Anthropic released computer use agents. What are the unique engineering challenges compared to tool-use agents, and how would you architect a safe deployment?
Anthropic released computer use agents. What are the unique engineering challenges compared to tool-use agents, and how would you architect a safe deployment?
- Computer use agents operate in a fundamentally different paradigm from tool-use agents. Tool-use agents call structured APIs with typed parameters. Computer use agents interact with arbitrary GUIs through screenshots, mouse clicks, and keyboard input. This introduces three major challenges.
- First, the observation space is unstructured. With tool-use, the agent gets structured JSON responses it can reliably parse. With computer use, the agent processes screenshots and must perform visual understanding to determine the current state. OCR errors, dynamic page loading, and visual ambiguity mean the agent’s perception of the state can be wrong, leading to incorrect actions. A button that looks like a “Submit” button might actually say “Submit for Deletion.”

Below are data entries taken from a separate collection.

use crate::error::{ControllerError, Result};
use crate::state::AppState;
use nodewatch_client::{Node, NodeId};

/// Name shown while a single-node recheck is in flight.
pub const RECHECK_PLACEHOLDER: &str = "⏳ Checking...";

/// Holds the recheck lock and the placeholder name for one request.
///
/// Committing swaps in the fresh record. Any other way out (error return,
/// early `?`, the request future being dropped) restores the previous name.
/// The lock is released either way.
pub struct RecheckTxn<'a> {
    state: &'a mut AppState,
    id: NodeId,
    previous_name: String,
    committed: bool,
}

impl<'a> RecheckTxn<'a> {
    pub fn begin(state: &'a mut AppState, id: NodeId) -> Result<Self> {
        if state.recheck_lock {
            return Err(ControllerError::RecheckInFlight);
        }
        let previous_name = state
            .node(id)
            .map(|n| n.name.clone())
            .ok_or(ControllerError::UnknownNode(id))?;

        state.recheck_lock = true;
        state.rename_node(id, RECHECK_PLACEHOLDER);

        Ok(Self {
            state,
            id,
            previous_name,
            committed: false,
        })
    }

    pub fn commit(mut self, node: Node) {
        if !self.state.replace_node(node) {
            // The fresh record is for a node we no longer hold; put the
            // placeholder back the way it was.
            self.state.rename_node(self.id, self.previous_name.clone());
        }
        self.committed = true;
    }
}

impl Drop for RecheckTxn<'_> {
    fn drop(&mut self) {
        if !self.committed {
            self.state
                .rename_node(self.id, std::mem::take(&mut self.previous_name));
        }
        self.state.recheck_lock = false;
    }
}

- Second, the action space is enormous and irreversible. A tool-use agent chooses from a finite set of defined tools. A computer use agent can click anywhere on a 1024x768 screen and type any string. Most of those actions are meaningless, but some are catastrophic (clicking “Delete Account” or “Send All” on an email). There is no “undo” in most GUI interactions.

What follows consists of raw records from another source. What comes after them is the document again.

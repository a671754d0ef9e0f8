pub mod handlers;

pub use handlers::{
    LogTarget, Session, format_node_row, format_node_table, init_tracing, load_source,
    parse_id_list,
};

- Third, latency is dramatically higher. Each step requires taking a screenshot (100ms+), sending it to the model for analysis (1-2 seconds), receiving the action, executing it, waiting for the UI to respond (variable), and taking another screenshot. A 10-step task takes 30-60 seconds minimum, versus 5-10 seconds for a tool-use agent doing 10 tool calls.

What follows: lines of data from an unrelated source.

use nodewatch::handlers::*;
use nodewatch_client::{Node, NodeId};
use nodewatch_core::{AppState, Settings};
use std::io::Write;
use std::path::PathBuf;
use tempfile::NamedTempFile;
use url::Url;

fn plain() {
    colored::control::set_override(false);
}

#[test]
fn test_parse_id_list_keeps_order() {
    let ids = parse_id_list("3, 1,2").unwrap();
    assert_eq!(ids, vec![NodeId(3), NodeId(1), NodeId(2)]);
}

#[test]
fn test_parse_id_list_drops_repeats_and_blanks() {
    let ids = parse_id_list("1,,1, 4 ,").unwrap();
    assert_eq!(ids, vec![NodeId(1), NodeId(4)]);
}

#[test]
fn test_parse_id_list_rejects_garbage() {
    assert!(parse_id_list("1,two").is_err());
    assert!(parse_id_list(" , ").is_err());
}

#[test]
fn test_load_source_reads_file() -> Result<(), Box<dyn std::error::Error>> {
    let mut temp_file = NamedTempFile::new()?;
    writeln!(temp_file, "proxies:")?;
    writeln!(temp_file, "  - name: HK 01")?;

    let content = load_source(temp_file.path())?;
    assert!(content.contains("HK 01"));
    Ok(())
}

#[test]
fn test_load_source_refuses_empty_file() -> Result<(), Box<dyn std::error::Error>> {
    let mut temp_file = NamedTempFile::new()?;
    writeln!(temp_file, "   ")?;

    assert!(load_source(temp_file.path()).is_err());
    Ok(())
}

#[test]
fn test_load_source_missing_file() {
    let err = load_source(&PathBuf::from("/nonexistent/nodes.yaml")).unwrap_err();
    assert!(err.to_string().contains("/nonexistent/nodes.yaml"));
}

#[test]
fn test_session_prefers_command_line_server() {
    let override_url = Url::parse("http://10.0.0.9:8000").unwrap();
    let session = Session::resolve(
        Settings::default(),
        PathBuf::from("config.toml"),
        Some(override_url.clone()),
        false,
    )
    .unwrap();
    assert_eq!(session.server, override_url);
}

#[test]
fn test_session_falls_back_to_settings_server() {
    let session =
        Session::resolve(Settings::default(), PathBuf::from("config.toml"), None, true).unwrap();
    assert_eq!(session.server.as_str(), "http://127.0.0.1:8080/");
    assert!(session.quiet);
}

#[test]
fn test_session_rejects_bad_settings_server() {
    let mut settings = Settings::default();
    settings.server.url = "::nope::".to_string();
    assert!(Session::resolve(settings, PathBuf::from("config.toml"), None, false).is_err());
}

#[test]
fn test_node_row_shows_fields() {
    plain();
    let mut node = Node::new(7, "US 07");
    node.ip = "1.2.3.4".into();
    node.risk = "35%".into();
    node.status = "done".to_string();

    let row = format_node_row(&node, true);
    assert!(row.starts_with('✓'));
    assert!(row.contains("US 07"));
    assert!(row.contains("1.2.3.4"));
    assert!(row.contains("35%"));
    assert!(row.contains("done"));
}

#[test]
fn test_node_row_shows_error() {
    plain();
    let mut node = Node::new(7, "US 07");
    node.error = Some("timeout".to_string());

    let row = format_node_row(&node, false);
    assert!(row.contains("error: timeout"));
}

#[test]
fn test_node_table_summary() {
    plain();
    let mut state = AppState::new();
    state.reset_nodes(vec![Node::new(0, "HK 01"), Node::new(1, "JP 02")]);
    state.toggle_selected(NodeId(1));

    let table = format_node_table(&state);
    assert!(table.contains("NAME"));
    assert!(table.contains("HK 01"));
    assert!(table.contains("JP 02"));
    assert!(table.contains("2 nodes, 1 selected"));
}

- For safe deployment, I architect three layers. The environment layer: run the agent in an isolated VM or container with a sandboxed browser. No access to the host system, no persistent storage, no ability to install software. The action layer: maintain a denylist of UI elements the agent cannot interact with (logout buttons, delete buttons, payment forms) using coordinate-based exclusion zones or visual element detection. The monitoring layer: record every screenshot and action for replay and audit, with real-time anomaly detection that pauses the agent if it navigates to unexpected domains or performs rapid-fire clicks.